TASK DESCRIPTION —
If a line below contains the string "StaticToken", return that line.

Collected data —
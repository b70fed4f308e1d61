//! Client-level retry policy
//!
//! [`Retrying`] wraps any collaborator and repeats calls that failed with a
//! transient error (HTTP 429, 5xx, transport failures), sleeping with
//! exponential backoff in between. Authorization expiry, cancellation and
//! every other error are returned on first sight.
//!
//! Backoff sleeps observe the cancellation token.

use async_trait::async_trait;
use std::future::Future;
use std::path::Path;
use tokio_util::sync::CancellationToken;
use tracing::{debug, warn};

use crate::downloader::config::{calculate_backoff, MAX_RETRIES};
use crate::fetcher::{ContentClient, FetcherError, FetcherResult, ItemDownloader, Page};
use crate::identifier::GroupRef;
use crate::Item;

/// Retry decorator for [`ContentClient`] and [`ItemDownloader`]
#[derive(Debug, Clone)]
pub struct Retrying<C> {
    inner: C,
    max_retries: u32,
}

impl<C> Retrying<C> {
    /// Wrap `inner` with the default retry budget
    pub fn new(inner: C) -> Self {
        Self {
            inner,
            max_retries: MAX_RETRIES,
        }
    }

    /// Set maximum number of retries
    pub fn with_max_retries(mut self, max_retries: u32) -> Self {
        self.max_retries = max_retries;
        self
    }

    /// Maximum number of retries
    pub fn max_retries(&self) -> u32 {
        self.max_retries
    }

    /// Wrapped collaborator
    pub fn inner(&self) -> &C {
        &self.inner
    }

    async fn run<T, F, Fut>(&self, cancel: &CancellationToken, what: &str, mut call: F) -> FetcherResult<T>
    where
        F: FnMut() -> Fut,
        Fut: Future<Output = FetcherResult<T>>,
    {
        let mut attempt = 0;
        loop {
            match call().await {
                Ok(value) => {
                    if attempt > 0 {
                        debug!(what, attempt = attempt + 1, "Request succeeded after retry");
                    }
                    return Ok(value);
                }
                Err(e) if e.is_transient() && attempt < self.max_retries => {
                    let backoff = calculate_backoff(attempt);
                    warn!(
                        what,
                        error = %e,
                        attempt = attempt + 1,
                        max_attempts = self.max_retries + 1,
                        backoff_ms = backoff.as_millis(),
                        "Transient failure, retrying after backoff"
                    );
                    crate::metrics::record_retry_backoff(backoff, attempt + 1);

                    tokio::select! {
                        biased;
                        _ = cancel.cancelled() => return Err(FetcherError::Cancelled),
                        _ = tokio::time::sleep(backoff) => {}
                    }
                    attempt += 1;
                }
                Err(e) => return Err(e),
            }
        }
    }
}

#[async_trait]
impl<C: ContentClient> ContentClient for Retrying<C> {
    async fn fetch_page(
        &self,
        cancel: &CancellationToken,
        group: &GroupRef,
        page_index: usize,
    ) -> FetcherResult<Page> {
        self.run(cancel, "page", || self.inner.fetch_page(cancel, group, page_index))
            .await
    }
}

#[async_trait]
impl<C: ItemDownloader> ItemDownloader for Retrying<C> {
    async fn download_item(
        &self,
        cancel: &CancellationToken,
        item: &Item,
        destination: &Path,
    ) -> FetcherResult<()> {
        self.run(cancel, "item", || self.inner.download_item(cancel, item, destination))
            .await
    }
}
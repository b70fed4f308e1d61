//! Re-upload of downloaded groups
//!
//! The second service is an external collaborator behind [`UploadSink`].
//! [`BudgetedUploader`] charges every send against a [`BudgetLimiter`]:
//!
//! - albums go out as batches, each batch costing one unit per track
//! - mixes and playlists go out one track per send, one unit each
//!
//! Album batches never exceed the limiter's cap, so every send is admittable.

use crate::downloader::{BudgetLimiter, DownloadError};
use crate::fetcher::FetcherResult;
use crate::identifier::GroupRef;
use crate::{GroupKind, Item};
use async_trait::async_trait;
use std::path::PathBuf;
use std::sync::Arc;
use tokio_util::sync::CancellationToken;
use tracing::{debug, info};

/// One downloaded track ready to be sent
#[derive(Debug, Clone)]
pub struct UploadFile {
    /// Track metadata
    pub item: Item,
    /// Downloaded file
    pub path: PathBuf,
}

/// Destination service for downloaded tracks
///
/// Failures follow the same classification as the content collaborators.
#[async_trait]
pub trait UploadSink: Send + Sync {
    /// Send `files` belonging to `group` as one operation
    async fn upload(
        &self,
        cancel: &CancellationToken,
        group: &GroupRef,
        files: &[UploadFile],
    ) -> FetcherResult<()>;
}

/// Upload driver that respects an interval budget
pub struct BudgetedUploader {
    sink: Arc<dyn UploadSink>,
    limiter: Arc<BudgetLimiter>,
}

impl BudgetedUploader {
    /// Create an uploader sending to `sink` under `limiter`
    pub fn new(sink: Arc<dyn UploadSink>, limiter: Arc<BudgetLimiter>) -> Self {
        Self { sink, limiter }
    }

    /// Shared limiter
    pub fn limiter(&self) -> &Arc<BudgetLimiter> {
        &self.limiter
    }

    /// Send every file of `group` and return how many were sent
    pub async fn upload_group(
        &self,
        cancel: &CancellationToken,
        group: &GroupRef,
        files: Vec<UploadFile>,
    ) -> Result<usize, DownloadError> {
        let batch_size = match group.kind() {
            GroupKind::Album => self.limiter.cap().max(1) as usize,
            GroupKind::Mix | GroupKind::Playlist => 1,
        };

        let mut sent = 0;
        for batch in files.chunks(batch_size) {
            let units = batch.len() as u32;
            debug!(group = %group, units, "Submitting upload");

            self.limiter
                .submit(cancel, units, || self.sink.upload(cancel, group, batch))
                .await??;

            sent += batch.len();
        }

        info!(group = %group, files = sent, "Group uploaded");
        Ok(sent)
    }
}
//! Output layout and manifest persistence

pub mod manifest;
pub mod path;

pub use manifest::{read_manifest, write_manifest, ManifestEntry};
pub use path::OutputPathBuilder;

/// Fixed name of the manifest file inside every group directory
pub const MANIFEST_FILE_NAME: &str = "manifest.json";

/// Output errors
#[derive(Debug, thiserror::Error)]
pub enum OutputError {
    /// IO error
    #[error("IO error: {0}")]
    IoError(String),

    /// Serialization error
    #[error("serialization error: {0}")]
    SerializationError(String),

    /// Manifest could not be decoded
    #[error("invalid manifest {path}: {reason}")]
    InvalidManifest {
        /// Manifest path
        path: String,
        /// Decoder message
        reason: String,
    },
}

/// Result type for output operations
pub type OutputResult<T> = Result<T, OutputError>;
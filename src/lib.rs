//! # Mix Downloader Library
//!
//! Downloads every track of a mix, album or playlist from a paginated media API,
//! under strict per-account rate limits, and optionally re-uploads the files to a
//! second service.
//!
//! ## Features
//!
//! - **Complete Listings**: Pages through a collection until the server has nothing
//!   left to give, filtering out non-track entries
//! - **Bounded Concurrency**: Downloads a group's tracks in parallel under a fixed
//!   ceiling, with randomized per-track pacing
//! - **First Error Wins**: One fatal track failure cancels the rest of the group
//! - **Interval Budgets**: Caps the number of operations per fixed interval
//! - **Crash-Safe Manifests**: The track listing is fsynced before downloads start
//!
//! ## Quick Start
//!
//! ```no_run
//! use std::sync::Arc;
//! use mix_downloader::downloader::{DownloadConfig, DownloadExecutor};
//! use mix_downloader::fetcher::http::{ApiHttpClient, StaticToken};
//! use mix_downloader::identifier::GroupRef;
//! use tokio_util::sync::CancellationToken;
//!
//! # async fn example() -> Result<(), Box<dyn std::error::Error>> {
//! let client = Arc::new(ApiHttpClient::new(
//!     reqwest::Client::new(),
//!     "https://api.example.com/v1",
//!     Arc::new(StaticToken::new("token")),
//!     "US",
//! ));
//! let executor = DownloadExecutor::new(DownloadConfig::default(), client.clone(), client, "./data")?;
//!
//! let group = GroupRef::parse("mix:0123456789abcdef")?;
//! let progress = executor.download_group(&CancellationToken::new(), &group).await?;
//! println!("downloaded {} tracks", progress.items_downloaded);
//! # Ok(())
//! # }
//! ```
//!
//! ## Architecture
//!
//! - [`identifier`] - `KIND:ID` group references
//! - [`fetcher`] - Collaborator traits, the paginator and the reference HTTP client
//! - [`downloader`] - Budget limiter, fan-out engine and the group orchestrator
//! - [`output`] - Deterministic output paths and the manifest file
//! - [`upload`] - Budgeted re-upload to a second service
//! - [`shutdown`] - Ctrl+C driven cancellation for the binary
//! - [`metrics`] - Prometheus metrics

#![warn(missing_docs)]
#![warn(clippy::all)]

use serde::{Deserialize, Serialize};
use std::path::PathBuf;
use std::str::FromStr;

/// CLI command implementations
pub mod cli;

/// Rate limiting, fan-out and group orchestration
pub mod downloader;

/// Content collaborators and pagination
pub mod fetcher;

/// Group reference parsing and validation
pub mod identifier;

/// Observability metrics
pub mod metrics;

/// Output paths and manifest persistence
pub mod output;

/// Graceful shutdown coordination
pub mod shutdown;

/// Re-upload of downloaded groups
pub mod upload;

pub use identifier::GroupRef;

/// Kind of collection a group refers to
#[derive(Debug, Clone, Copy, PartialEq, Eq, Hash, Serialize, Deserialize)]
#[serde(rename_all = "lowercase")]
pub enum GroupKind {
    /// Editorial or personalized mix
    Mix,
    /// Album release
    Album,
    /// User or editorial playlist
    Playlist,
}

impl GroupKind {
    /// Path segment of the collection endpoint ("mixes", "albums", "playlists")
    pub fn endpoint_segment(&self) -> &'static str {
        match self {
            GroupKind::Mix => "mixes",
            GroupKind::Album => "albums",
            GroupKind::Playlist => "playlists",
        }
    }
}

impl std::fmt::Display for GroupKind {
    fn fmt(&self, f: &mut std::fmt::Formatter<'_>) -> std::fmt::Result {
        let s = match self {
            GroupKind::Mix => "mix",
            GroupKind::Album => "album",
            GroupKind::Playlist => "playlist",
        };
        write!(f, "{s}")
    }
}

impl FromStr for GroupKind {
    type Err = String;

    fn from_str(s: &str) -> Result<Self, Self::Err> {
        match s.trim().to_lowercase().as_str() {
            "mix" => Ok(GroupKind::Mix),
            "album" => Ok(GroupKind::Album),
            "playlist" => Ok(GroupKind::Playlist),
            _ => Err(format!("Invalid group kind: {s}")),
        }
    }
}

/// One downloadable track within a group
///
/// Built once from a page entry and never mutated afterwards.
#[derive(Debug, Clone, Serialize, Deserialize, PartialEq, Eq)]
pub struct Item {
    /// Opaque track identifier
    pub id: String,
    /// Zero-based position within the group, in discovery order
    pub position: usize,
    /// Track title
    pub title: String,
    /// Main artist name
    pub artist: String,
    /// Duration in seconds
    pub duration: u32,
    /// Optional version suffix (e.g. "Remastered 2011")
    pub version: Option<String>,
    /// Cover art reference
    pub cover: Option<String>,
    /// Identifier of the parent group
    pub group_id: String,
}

impl Item {
    /// Title with the version suffix appended, when there is one
    pub fn display_title(&self) -> String {
        match self.version.as_deref() {
            Some(version) if !version.is_empty() => format!("{} ({})", self.title, version),
            _ => self.title.clone(),
        }
    }

    /// Validate item data integrity
    pub fn validate(&self) -> Result<(), String> {
        if self.id.is_empty() {
            return Err("Item id cannot be empty".to_string());
        }

        if self.group_id.is_empty() {
            return Err(format!("Item {} has no group id", self.id));
        }

        Ok(())
    }
}

/// A materialized download request: every track of one mix, album or playlist
#[derive(Debug, Clone)]
pub struct Group {
    /// Reference the group was requested by
    pub reference: GroupRef,
    /// Directory owned by this group for the duration of the run
    pub output_dir: PathBuf,
    /// Tracks in page order
    pub items: Vec<Item>,
    /// Entry count announced by the server (may exceed `items.len()`)
    pub declared_total: usize,
}

impl Group {
    /// Group identifier
    pub fn id(&self) -> &str {
        self.reference.id()
    }

    /// Kind of the group
    pub fn kind(&self) -> GroupKind {
        self.reference.kind()
    }

    /// Number of tracks discovered
    pub fn len(&self) -> usize {
        self.items.len()
    }

    /// Whether no tracks were discovered
    pub fn is_empty(&self) -> bool {
        self.items.is_empty()
    }
}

WRITTEN ANSWER —
//! use mix_downloader::fetcher::http::{ApiHttpClient, StaticToken};
//!     Arc::new(StaticToken::new("token")),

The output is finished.